On Dec. 23, we have a Gang Of Five headliner in the new Boca Raton Bowl, as Northern Illinois — second in the G-5 pecking order behind Boise State — plays a Marshall team which led the race for much of the season. This game will show us how the best teams in the MAC and C-USA stack up against each other. It’s great when bowls provide that level of illumination.

Pre-Christmas bowls aren’t usually great. We get three special matchups this year. ‘Tis the season to be jolly… at least in this respect.

9 – SEVERAL LOWER-TIER BOWLS ARE NOT TREATS, BUT PRESSURE-PACKED OCCASIONS

For the six-win teams that sneak into a bowl, getting a postseason slot can feel like a reward. Consider South Alabama, and also consider 6-7 Fresno State. However, many other 6-6 teams face a lot of heat in their bowls — these are not pleasure excursions, but “you gotta win” cauldrons. If these teams don’t win their bowls, they’re going to face grumbling and restless fan bases at the start of the 2015 season:

* Miami and South Carolina in the Independence Bowl

* North Carolina (playing Rutgers in the Quick Lane Bowl)

* Pittsburgh (playing Houston in the Armed Forces Bowl)

* Florida (playing East Carolina in the Birmingham Bowl)

* Texas and Arkansas in the Texas Bowl

* Illinois vs. Louisiana Tech in the Heart of Dallas Bowl

No pressure, guys.

8 – PLAYOFF ANGLE No. 1: SCHEDULING IMPACT

The exclusion of TCU and Baylor in favor of Ohio State was and is enlightened in this respect: TCU and Baylor scheduled FCS opponents this season, while Ohio State did not. If FBS teams consistently remove the FCS from their schedules and are rewarded for it, we will see at least some degree of improvement in scheduling, an unquestioned benefit for the sport. The next step is to create more TV-friendly non-conference games of considerable stature, but hey — baby steps. This is year one of the playoff system, and it might have done some good already.

7 – LOWER-TIER BOWLS WITH IMMENSE BRAND-NAME APPEAL

Yes, certain kinds of matchups mean more and will draw more interest if they occur in top-tier bowl games, but it’s still impressive that the lower-tier December offerings pack such a brand-name punch:

San Diego should be rocking for a sexy Saturday night matchup between Nebraska and USC in the Holiday Bowl. The game should get a great rating for ESPN in prime time.

San Diego should be rocking for a sexy Saturday night matchup between Nebraska and USC in the Holiday Bowl. The game should get a great rating for ESPN in prime time.

Nebraska versus USC in the Holiday Bowl.

Texas versus Arkansas in the Texas Bowl.

Notre Dame versus LSU in the Music City Bowl.

Clemson versus Oklahoma in the Russell Athletic Bowl.

Penn State versus Boston College in the Pinstripe Bowl.

Kansas State versus UCLA in the Alamo Bowl.
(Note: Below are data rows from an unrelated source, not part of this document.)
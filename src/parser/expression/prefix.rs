//! Prefix operators and primary expressions.

use crate::{Span, SyntaxKind};
use crate::diagnostic::UnsupportedConstruct;
use crate::parser::Parser;
use crate::parser::ast::precedence::prefix_binding_power;
use crate::parser::ast::{
    ActionCtx, ActionValueCtx, Expr, ExprKind, Literal, MemberBind, Sign, TaggedPayload, UnaryOp,
};

use super::numeric::{parse_int_literal, parse_real_literal};

/// Tokens that may begin the operand of `tagged Name`.
///
/// `?` is left out: after a payload-less tag it starts a conditional.
fn starts_tagged_operand(kind: SyntaxKind) -> bool {
    matches!(
        kind,
        SyntaxKind::T_IDENT
            | SyntaxKind::T_TYPE_IDENT
            | SyntaxKind::T_INT
            | SyntaxKind::T_FILL
            | SyntaxKind::T_REAL
            | SyntaxKind::T_STRING
            | SyntaxKind::T_LPAREN
            | SyntaxKind::T_LBRACE
            | SyntaxKind::K_TAGGED
            | SyntaxKind::K_VALUEOF
    )
}

impl Parser<'_> {
    /// Unary operator or primary. A `+` or `-` directly before an unsized
    /// integer literal becomes the literal's sign.
    pub(super) fn parse_prefix(&mut self) -> Option<Expr> {
        let Some(entry) = self.ts.peek().and_then(prefix_binding_power) else {
            return self.parse_primary();
        };
        let start = self.ts.start();
        self.ts.bump();
        let sign = match entry.op {
            UnaryOp::Plus => Some(Sign::Plus),
            UnaryOp::Neg => Some(Sign::Minus),
            _ => None,
        };
        if let Some(sign) = sign
            && self.ts.at(SyntaxKind::T_INT)
        {
            let mut lit = self.parse_primary()?;
            if let ExprKind::Literal(Literal::Int(int)) = &mut lit.kind
                && int.width.is_none()
            {
                int.sign = Some(sign);
                return Some(Expr::new(lit.kind, self.ts.span_from(start)));
            }
            let operand = self.parse_postfix(lit)?;
            let operand = self.parse_infix(operand, entry.bp)?;
            return Some(Expr::new(
                ExprKind::Unary {
                    op: entry.op,
                    expr: Box::new(operand),
                },
                self.ts.span_from(start),
            ));
        }
        let operand = self.parse_expr(entry.bp)?;
        Some(Expr::new(
            ExprKind::Unary {
                op: entry.op,
                expr: Box::new(operand),
            },
            self.ts.span_from(start),
        ))
    }

    pub(crate) fn parse_primary(&mut self) -> Option<Expr> {
        let start = self.ts.start();
        let Some(kind) = self.ts.peek() else {
            self.ts.error_expected("expression");
            return None;
        };
        let expr_kind = match kind {
            SyntaxKind::T_IDENT => {
                let (name, _) = self.ts.expect_ident(SyntaxKind::T_IDENT)?;
                ExprKind::Var(name)
            }
            SyntaxKind::T_TYPE_IDENT => {
                let (name, _) = self.ts.expect_ident(SyntaxKind::T_TYPE_IDENT)?;
                if self.ts.at(SyntaxKind::T_LBRACE) {
                    let members = self.parse_member_binds()?;
                    ExprKind::Struct { name, members }
                } else {
                    ExprKind::TypeRef(name)
                }
            }
            SyntaxKind::T_INT | SyntaxKind::T_REAL | SyntaxKind::T_STRING | SyntaxKind::T_FILL => {
                ExprKind::Literal(self.parse_literal()?)
            }
            SyntaxKind::T_QUESTION => {
                self.ts.bump();
                ExprKind::DontCare
            }
            SyntaxKind::T_LPAREN => {
                self.ts.bump();
                let inner = self.parse_expr(0)?;
                self.ts.expect(SyntaxKind::T_RPAREN)?;
                return Some(Expr::new(inner.kind, self.ts.span_from(start)));
            }
            SyntaxKind::T_LBRACE => ExprKind::Concat(self.parse_concat()?),
            SyntaxKind::K_BEGIN => ExprKind::Block(self.parse_value_block()?),
            SyntaxKind::K_ACTION => ExprKind::ActionBlock(
                self.parse_block_body::<ActionCtx>(SyntaxKind::K_ACTION, SyntaxKind::K_ENDACTION)?,
            ),
            SyntaxKind::K_ACTIONVALUE => {
                ExprKind::ActionValueBlock(self.parse_block_body::<ActionValueCtx>(
                    SyntaxKind::K_ACTIONVALUE,
                    SyntaxKind::K_ENDACTIONVALUE,
                )?)
            }
            SyntaxKind::K_TAGGED => self.parse_tagged()?,
            SyntaxKind::K_INTERFACE => ExprKind::Interface(Box::new(self.parse_interface_expr()?)),
            SyntaxKind::K_VALUEOF => {
                self.ts.bump();
                self.ts.expect(SyntaxKind::T_LPAREN)?;
                let ty = self.parse_type()?;
                self.ts.expect(SyntaxKind::T_RPAREN)?;
                ExprKind::ValueOf(ty)
            }
            SyntaxKind::T_SYSTEM_IDENT => {
                let span = self.skip_system_call();
                self.ts.unsupported(span, UnsupportedConstruct::SystemCall);
                return None;
            }
            _ => {
                self.ts.error_expected("expression");
                return None;
            }
        };
        Some(Expr::new(expr_kind, self.ts.span_from(start)))
    }

    fn parse_literal(&mut self) -> Option<Literal> {
        let (kind, span) = self.ts.bump()?;
        let text = self.ts.slice(&span);
        let parsed = match kind {
            SyntaxKind::T_INT => parse_int_literal(&text).map(Literal::Int),
            SyntaxKind::T_REAL => parse_real_literal(&text).map(Literal::Real),
            SyntaxKind::T_FILL => Ok(Literal::Fill(text == "'1")),
            _ => Ok(Literal::String(
                text.trim_start_matches('"').trim_end_matches('"').to_string(),
            )),
        };
        match parsed {
            Ok(lit) => Some(lit),
            Err(err) => {
                self.ts
                    .error(span, format!("invalid literal `{text}`: {err}"));
                None
            }
        }
    }

    /// Skip `$name [( args )]` and return its span.
    pub(crate) fn skip_system_call(&mut self) -> Span {
        let start = self.ts.start();
        self.ts.bump();
        if self.ts.at(SyntaxKind::T_LPAREN) {
            self.ts.skip_balanced();
        }
        self.ts.span_from(start)
    }

    /// `{ field: expr, ... }` after a struct or tag name.
    fn parse_member_binds(&mut self) -> Option<Vec<MemberBind>> {
        self.ts.expect(SyntaxKind::T_LBRACE)?;
        let mut members = Vec::new();
        loop {
            let start = self.ts.start();
            let (field, _) = self.ts.expect_ident(SyntaxKind::T_IDENT)?;
            self.ts.expect(SyntaxKind::T_COLON)?;
            let value = self.parse_expr(0)?;
            members.push(MemberBind {
                field,
                value,
                span: self.ts.span_from(start),
            });
            if self.ts.eat(SyntaxKind::T_COMMA).is_none() {
                break;
            }
        }
        self.ts.expect(SyntaxKind::T_RBRACE)?;
        Some(members)
    }

    fn parse_concat(&mut self) -> Option<Vec<Expr>> {
        self.ts.expect(SyntaxKind::T_LBRACE)?;
        let mut items = Vec::new();
        loop {
            items.push(self.parse_expr(0)?);
            if self.ts.eat(SyntaxKind::T_COMMA).is_none() {
                break;
            }
        }
        self.ts.expect(SyntaxKind::T_RBRACE)?;
        Some(items)
    }

    fn parse_tagged(&mut self) -> Option<ExprKind> {
        self.ts.bump(); // 'tagged'
        let (name, _) = self.ts.expect_ident(SyntaxKind::T_TYPE_IDENT)?;
        let payload = match self.ts.peek() {
            Some(SyntaxKind::T_LBRACE) => TaggedPayload::Struct(self.parse_member_binds()?),
            Some(kind) if starts_tagged_operand(kind) => {
                TaggedPayload::Expr(Box::new(self.parse_postfix_expr()?))
            }
            _ => TaggedPayload::None,
        };
        Some(ExprKind::Tagged { name, payload })
    }
}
Those games show why this is one of the deeper rosters of bowl matchups in recent years. It’s not just that there are 38 bowls — it’s that some of the top names in the sport fell into these late-December (or Jan. 2) slots.
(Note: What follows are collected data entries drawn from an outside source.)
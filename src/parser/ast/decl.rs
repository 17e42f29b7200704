//! Declaration-level AST: packages, interfaces, modules, rules, methods and
//! functions.

use super::expr::{CondPredicate, Expr};
use super::stmt::{
    ActionCtx, ActionValueCtx, Assign, Bind, ExpressionCtx, FunctionBodyCtx, Label, Stmt, VarDecl,
};
use super::types::Type;
use crate::Span;

/// Root of a parsed source unit.
#[derive(Debug, Clone, PartialEq)]
pub enum SourceFile {
    Package(Package),
    /// A bare sequence of exports, imports and declarations.
    Items(PackageBody),
}

impl SourceFile {
    /// Top-level contents regardless of whether a `package` wrapper exists.
    #[must_use]
    pub fn body(&self) -> &PackageBody {
        match self {
            Self::Package(pkg) => &pkg.body,
            Self::Items(body) => body,
        }
    }
}

impl Default for SourceFile {
    fn default() -> Self {
        Self::Items(PackageBody::default())
    }
}

#[derive(Debug, Clone, Default, PartialEq)]
pub struct PackageBody {
    pub exports: Vec<ExportDecl>,
    pub imports: Vec<ImportDecl>,
    pub stmts: Vec<PackageStmt>,
}

#[derive(Debug, Clone, PartialEq)]
pub struct Package {
    pub name: String,
    pub body: PackageBody,
    pub end_label: Option<Label>,
    pub span: Span,
}

#[derive(Debug, Clone, PartialEq, Eq)]
pub enum ExportItem {
    /// `name` or `Name`, with `(..)` when members are exported too.
    Ident { name: String, with_members: bool },
    /// `Pkg::*`
    Package(String),
}

#[derive(Debug, Clone, PartialEq, Eq)]
pub struct ExportDecl {
    pub items: Vec<ExportItem>,
    pub span: Span,
}

/// `import A::*, B::*;`
#[derive(Debug, Clone, PartialEq, Eq)]
pub struct ImportDecl {
    pub packages: Vec<String>,
    pub span: Span,
}

#[derive(Debug, Clone, PartialEq)]
pub enum PackageStmt {
    Interface(InterfaceDecl),
    Module(ModuleDef),
    Function(FunctionDef),
    VarDecl(VarDecl),
    Assign(Assign),
}

#[derive(Debug, Clone, Copy, PartialEq, Eq)]
pub enum TypeFormalKind {
    Type,
    Numeric,
    String,
}

/// `[numeric | string] type Name` in an interface header.
#[derive(Debug, Clone, PartialEq, Eq)]
pub struct TypeFormal {
    pub kind: TypeFormalKind,
    pub name: String,
    pub span: Span,
}

#[derive(Debug, Clone, PartialEq)]
pub struct InterfaceDecl {
    pub name: String,
    pub formals: Vec<TypeFormal>,
    pub members: Vec<InterfaceMember>,
    pub end_label: Option<Label>,
    pub span: Span,
}

#[derive(Debug, Clone, PartialEq)]
pub enum InterfaceMember {
    Method(MethodProto),
    Subinterface(SubinterfaceDecl),
}

/// Formal parameter of a method, function or prototype.
#[derive(Debug, Clone, PartialEq, Eq)]
pub struct Formal {
    /// Method definitions may omit the type.
    pub ty: Option<Type>,
    pub name: String,
    pub span: Span,
}

#[derive(Debug, Clone, PartialEq)]
pub struct MethodProto {
    pub ret: Type,
    pub name: String,
    pub formals: Vec<Formal>,
    pub span: Span,
}

/// `interface Type name;` inside an interface declaration.
#[derive(Debug, Clone, PartialEq)]
pub struct SubinterfaceDecl {
    pub ty: Type,
    pub name: String,
    pub span: Span,
}

/// `[parameter] Type name` inside `#( ... )`.
#[derive(Debug, Clone, PartialEq)]
pub struct ModuleParam {
    pub parameter: bool,
    pub ty: Type,
    pub name: String,
    pub span: Span,
}

/// Interface type (and optional name) inside the module's argument list.
#[derive(Debug, Clone, PartialEq)]
pub struct ModuleArg {
    pub ty: Type,
    pub name: Option<String>,
    pub span: Span,
}

#[derive(Debug, Clone, PartialEq)]
pub struct ModuleDef {
    /// Monad type in `module [Type] mkFoo`.
    pub ctx_type: Option<Type>,
    pub name: String,
    pub params: Vec<ModuleParam>,
    pub args: Vec<ModuleArg>,
    pub stmts: Vec<ModuleStmt>,
    pub end_label: Option<Label>,
    pub span: Span,
}

#[derive(Debug, Clone, PartialEq)]
pub enum ModuleStmt {
    Method(MethodDef),
    Subinterface(SubinterfaceDef),
    Rule(Rule),
    Return(Expr),
    VarDecl(VarDecl),
    Bind(Bind),
    Assign(Assign),
    /// Call statement such as `mkConnection(a, b);`.
    Expr(Expr),
    Function(FunctionDef),
    Module(ModuleDef),
}

/// Statements of a method or function body, in the dialect chosen by the
/// declared type.
#[derive(Debug, Clone, PartialEq)]
pub enum Body {
    Action(Vec<Stmt<ActionCtx>>),
    ActionValue(Vec<Stmt<ActionValueCtx>>),
    Value(Vec<Stmt<FunctionBodyCtx>>),
    /// The whole body is one `action` or `actionvalue` block expression.
    Block(Expr),
}

impl Body {
    /// Number of top-level statements; a block body counts as one.
    #[must_use]
    pub fn len(&self) -> usize {
        match self {
            Self::Action(stmts) => stmts.len(),
            Self::ActionValue(stmts) => stmts.len(),
            Self::Value(stmts) => stmts.len(),
            Self::Block(_) => 1,
        }
    }

    #[must_use]
    pub fn is_empty(&self) -> bool {
        self.len() == 0
    }
}

#[derive(Debug, Clone, PartialEq)]
pub struct MethodDef {
    pub ret: Option<Type>,
    pub name: String,
    pub formals: Vec<Formal>,
    pub guard: Option<CondPredicate>,
    pub body: Body,
    pub end_label: Option<Label>,
    pub span: Span,
}

/// `interface Type name; interfaceStmt* endinterface`.
#[derive(Debug, Clone, PartialEq)]
pub struct SubinterfaceDef {
    pub ty: Type,
    pub name: String,
    pub stmts: Vec<InterfaceStmt>,
    pub end_label: Option<Label>,
    pub span: Span,
}

#[derive(Debug, Clone, PartialEq)]
pub enum InterfaceStmt {
    Method(MethodDef),
    Subinterface(SubinterfaceDef),
    Stmt(Stmt<ExpressionCtx>),
}

impl InterfaceStmt {
    /// Name of the interface member this statement defines, if any.
    #[must_use]
    pub fn member_name(&self) -> Option<&str> {
        match self {
            Self::Method(def) => Some(&def.name),
            Self::Subinterface(def) => Some(&def.name),
            Self::Stmt(_) => None,
        }
    }
}

#[derive(Debug, Clone, PartialEq)]
pub struct Rule {
    pub name: String,
    pub guard: Option<CondPredicate>,
    pub body: Vec<Stmt<ActionCtx>>,
    pub end_label: Option<Label>,
    pub span: Span,
}

#[derive(Debug, Clone, PartialEq)]
pub struct FunctionDef {
    pub ret: Type,
    pub name: String,
    pub formals: Vec<Formal>,
    pub body: Body,
    pub end_label: Option<Label>,
    pub span: Span,
}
6 – THE NEW YEAR’S SIX BOWL ROTATION, PART ONE:

MOMENTS OF TRUTH 

The non-semifinal New Year’s Six bowls are terrific, a huge upgrade over the BCS, which was constrained by the conference lock-ins and the specific requirement that no conference could put more than two teams into the top five bowl games.

Notice that the SEC has three teams in the New Year’s Six rotation — Alabama, Ole Miss, and Mississippi State. Had Kansas State finished ahead of Arizona in the rankings, the Big 12 could have placed three teams in the NY6 rotation, but the Purple Wildcats were denied by the Pac-12 Wildcats.
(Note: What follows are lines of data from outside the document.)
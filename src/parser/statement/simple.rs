//! Declarations, assignments, bindings and expression statements.
//!
//! These forms look the same in every dialect and at module and package
//! level, so they are parsed once into [`Simple`] and the caller decides
//! which of them it accepts.

use crate::parser::Parser;
use crate::parser::ast::{
    Assign, Bind, DeclType, Declarator, Expr, ExprKind, Leaf, Type, VarDecl,
};
use crate::{Span, SyntaxKind};

/// A statement that is not a block, conditional or definition.
#[derive(Debug, Clone, PartialEq)]
pub(crate) enum Simple {
    VarDecl(VarDecl),
    Assign(Assign),
    RegWrite(Assign),
    Bind(Bind),
    Expr(Expr),
}

impl Simple {
    /// The dialect-sensitive leaf this statement is, if any.
    pub(crate) fn leaf(&self) -> Option<Leaf> {
        match self {
            Self::VarDecl(_) | Self::Assign(_) => None,
            Self::RegWrite(_) => Some(Leaf::RegisterWrite),
            Self::Bind(_) => Some(Leaf::Bind),
            Self::Expr(_) => Some(Leaf::ExprStatement),
        }
    }

    pub(crate) fn span(&self) -> Span {
        match self {
            Self::VarDecl(decl) => decl.span.clone(),
            Self::Assign(assign) | Self::RegWrite(assign) => assign.span.clone(),
            Self::Bind(bind) => bind.span.clone(),
            Self::Expr(expr) => expr.span.clone(),
        }
    }
}

impl Parser<'_> {
    /// Report a statement that parsed but is not allowed where it appears.
    /// `place` completes "... is not permitted", e.g. "at package level".
    pub(crate) fn report_misplaced(&mut self, simple: &Simple, place: &str) {
        let what = simple
            .leaf()
            .map_or_else(|| "statement".to_string(), |leaf| leaf.to_string());
        self.ts
            .error(simple.span(), format!("{what} is not permitted {place}"));
    }

    pub(crate) fn parse_simple(&mut self) -> Option<Simple> {
        if self.ts.at(SyntaxKind::K_LET) {
            return self.parse_let();
        }
        if self.at_typed_decl() {
            let start = self.ts.start();
            let ty = self.parse_type()?;
            return self.parse_typed_decl(start, ty);
        }
        let target = self.parse_postfix_expr()?;
        self.finish_simple(target)
    }

    /// Finish a statement whose target expression has been read.
    pub(crate) fn finish_simple(&mut self, target: Expr) -> Option<Simple> {
        let start = target.span.start;
        match self.ts.peek() {
            Some(SyntaxKind::T_EQ) => {
                self.ts.bump();
                let value = self.parse_expr(0)?;
                self.ts.expect(SyntaxKind::T_SEMI)?;
                if !target.is_lvalue() {
                    self.ts.error(target.span, "invalid assignment target");
                    return None;
                }
                Some(Simple::Assign(Assign {
                    target,
                    value,
                    span: self.ts.span_from(start),
                }))
            }
            Some(SyntaxKind::T_LTE) => {
                self.ts.bump();
                let value = self.parse_expr(0)?;
                self.ts.expect(SyntaxKind::T_SEMI)?;
                Some(Simple::RegWrite(Assign {
                    target,
                    value,
                    span: self.ts.span_from(start),
                }))
            }
            Some(SyntaxKind::T_LARROW) => {
                let ExprKind::Var(name) = target.kind else {
                    self.ts
                        .error(target.span, "expected a variable name before `<-`");
                    return None;
                };
                self.ts.bump();
                let value = self.parse_expr(0)?;
                self.ts.expect(SyntaxKind::T_SEMI)?;
                Some(Simple::Bind(Bind {
                    decl: None,
                    name,
                    value,
                    span: self.ts.span_from(start),
                }))
            }
            Some(SyntaxKind::T_SEMI) => {
                self.ts.bump();
                Some(Simple::Expr(target))
            }
            _ => {
                self.ts.error_expected("`=`, `<=`, `<-` or `;`");
                None
            }
        }
    }

    /// `let x = e;` or `let x <- e;`
    fn parse_let(&mut self) -> Option<Simple> {
        let start = self.ts.start();
        self.ts.bump(); // 'let'
        let (name, name_span) = self.ts.expect_ident(SyntaxKind::T_IDENT)?;
        if self.ts.eat(SyntaxKind::T_LARROW).is_some() {
            let value = self.parse_expr(0)?;
            self.ts.expect(SyntaxKind::T_SEMI)?;
            return Some(Simple::Bind(Bind {
                decl: Some(DeclType::Let),
                name,
                value,
                span: self.ts.span_from(start),
            }));
        }
        self.ts.expect(SyntaxKind::T_EQ)?;
        let init = self.parse_expr(0)?;
        let declarator = Declarator {
            name,
            dims: Vec::new(),
            init: Some(init),
            span: name_span.start..self.ts.last_end(),
        };
        self.ts.expect(SyntaxKind::T_SEMI)?;
        Some(Simple::VarDecl(VarDecl {
            ty: DeclType::Let,
            declarators: vec![declarator],
            span: self.ts.span_from(start),
        }))
    }

    /// `Type x[dims] [= e] (, y [= e])* ;` or `Type x <- e;`
    fn parse_typed_decl(&mut self, start: usize, ty: Type) -> Option<Simple> {
        let (name, name_span) = self.ts.expect_ident(SyntaxKind::T_IDENT)?;
        if self.ts.eat(SyntaxKind::T_LARROW).is_some() {
            let value = self.parse_expr(0)?;
            self.ts.expect(SyntaxKind::T_SEMI)?;
            return Some(Simple::Bind(Bind {
                decl: Some(DeclType::Typed(ty)),
                name,
                value,
                span: self.ts.span_from(start),
            }));
        }
        let mut declarators = vec![self.parse_declarator(name, name_span.start)?];
        while self.ts.eat(SyntaxKind::T_COMMA).is_some() {
            let (name, name_span) = self.ts.expect_ident(SyntaxKind::T_IDENT)?;
            declarators.push(self.parse_declarator(name, name_span.start)?);
        }
        self.ts.expect(SyntaxKind::T_SEMI)?;
        Some(Simple::VarDecl(VarDecl {
            ty: DeclType::Typed(ty),
            declarators,
            span: self.ts.span_from(start),
        }))
    }

    fn parse_declarator(&mut self, name: String, start: usize) -> Option<Declarator> {
        let mut dims = Vec::new();
        while self.ts.eat(SyntaxKind::T_LBRACKET).is_some() {
            dims.push(self.parse_expr(0)?);
            self.ts.expect(SyntaxKind::T_RBRACKET)?;
        }
        let init = if self.ts.eat(SyntaxKind::T_EQ).is_some() {
            Some(self.parse_expr(0)?)
        } else {
            None
        };
        Some(Declarator {
            name,
            dims,
            init,
            span: self.ts.span_from(start),
        })
    }

    /// Whether a type followed by a variable name starts here.
    ///
    /// Looks ahead without consuming input or recording diagnostics.
    pub(crate) fn at_typed_decl(&mut self) -> bool {
        if !matches!(
            self.ts.peek(),
            Some(SyntaxKind::T_TYPE_IDENT | SyntaxKind::K_BIT)
        ) {
            return false;
        }
        let cp = self.checkpoint();
        let found = self.parse_type().is_some() && self.ts.at(SyntaxKind::T_IDENT);
        self.rewind(cp);
        found
    }
}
At any rate, the matchups in the first NY6 rotation provide put-up-or-shut-up moments for individual teams and specific conferences.

The SEC West has three teams in this collection of games. Alabama in the semis is one, but before the Tide take the field against Ohio State, the Mississippi schools confront teams from the Big 12 and the ACC.

Ole Miss-TCU in the Peach Bowl is an enormous make-or-break game for the two programs’s reputations, especially TCU’s. If the Horned Frogs respond to a snub the right way, they will move to the forefront of the 2015 playoff discussion in the offseason. If they falter against the brand-name SEC, they’re going to be heavily questioned.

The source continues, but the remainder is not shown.